▶ The task
Each line below with the string "match" should be copied.

▼

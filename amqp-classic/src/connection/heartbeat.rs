//! Outgoing heartbeat timer
//!
//! The interval comes from `connection.tune`. Before tuning, or when the
//! broker and client agreed on no heartbeats, the timer stays silent.

use std::{
    pin::Pin,
    task::{Context, Poll},
    time::Duration,
};

use futures_util::Stream;
use pin_project_lite::pin_project;
use tokio::time::{Instant, MissedTickBehavior};
use tokio_stream::wrappers::IntervalStream;

pin_project! {
    /// Yields once per negotiated heartbeat interval
    #[derive(Debug)]
    pub struct HeartBeat {
        period: Option<Duration>,
        #[pin]
        ticks: Option<IntervalStream>,
    }
}

impl HeartBeat {
    /// A timer that never fires
    pub fn never() -> Self {
        Self {
            period: None,
            ticks: None,
        }
    }

    /// Fires one `period` from now and then every `period`. A zero or
    /// missing period gives [`HeartBeat::never`].
    pub fn from_period(period: Option<Duration>) -> Self {
        let period = match period {
            Some(period) if !period.is_zero() => period,
            _ => return Self::never(),
        };
        let mut interval = tokio::time::interval_at(Instant::now() + period, period);
        // A stalled engine sends one heartbeat, not a burst
        interval.set_missed_tick_behavior(MissedTickBehavior::Delay);
        Self {
            period: Some(period),
            ticks: Some(IntervalStream::new(interval)),
        }
    }

    /// The interval in use, `None` when heartbeats are off
    pub fn period(&self) -> Option<Duration> {
        self.period
    }
}

impl Stream for HeartBeat {
    type Item = Instant;

    fn poll_next(self: Pin<&mut Self>, cx: &mut Context<'_>) -> Poll<Option<Self::Item>> {
        match self.project().ticks.as_pin_mut() {
            Some(ticks) => ticks.poll_next(cx),
            None => Poll::Pending,
        }
    }
}

#[cfg(test)]
mod tests {
    use std::time::Duration;

    use futures_util::StreamExt;

    use super::HeartBeat;

    #[tokio::test(start_paused = true)]
    async fn first_tick_is_one_period_away() {
        let start = tokio::time::Instant::now();
        let mut heartbeat = HeartBeat::from_period(Some(Duration::from_secs(5)));
        assert_eq!(heartbeat.period(), Some(Duration::from_secs(5)));
        let tick = heartbeat.next().await.unwrap();
        assert_eq!(tick - start, Duration::from_secs(5));
    }

    #[tokio::test(start_paused = true)]
    async fn zero_period_never_ticks() {
        let mut heartbeat = HeartBeat::from_period(Some(Duration::ZERO));
        assert_eq!(heartbeat.period(), None);
        let outcome = tokio::time::timeout(Duration::from_secs(60), heartbeat.next()).await;
        assert!(outcome.is_err());
    }
}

▲

▶ Answer space
        let period = match period {
        match self.project().ticks.as_pin_mut() {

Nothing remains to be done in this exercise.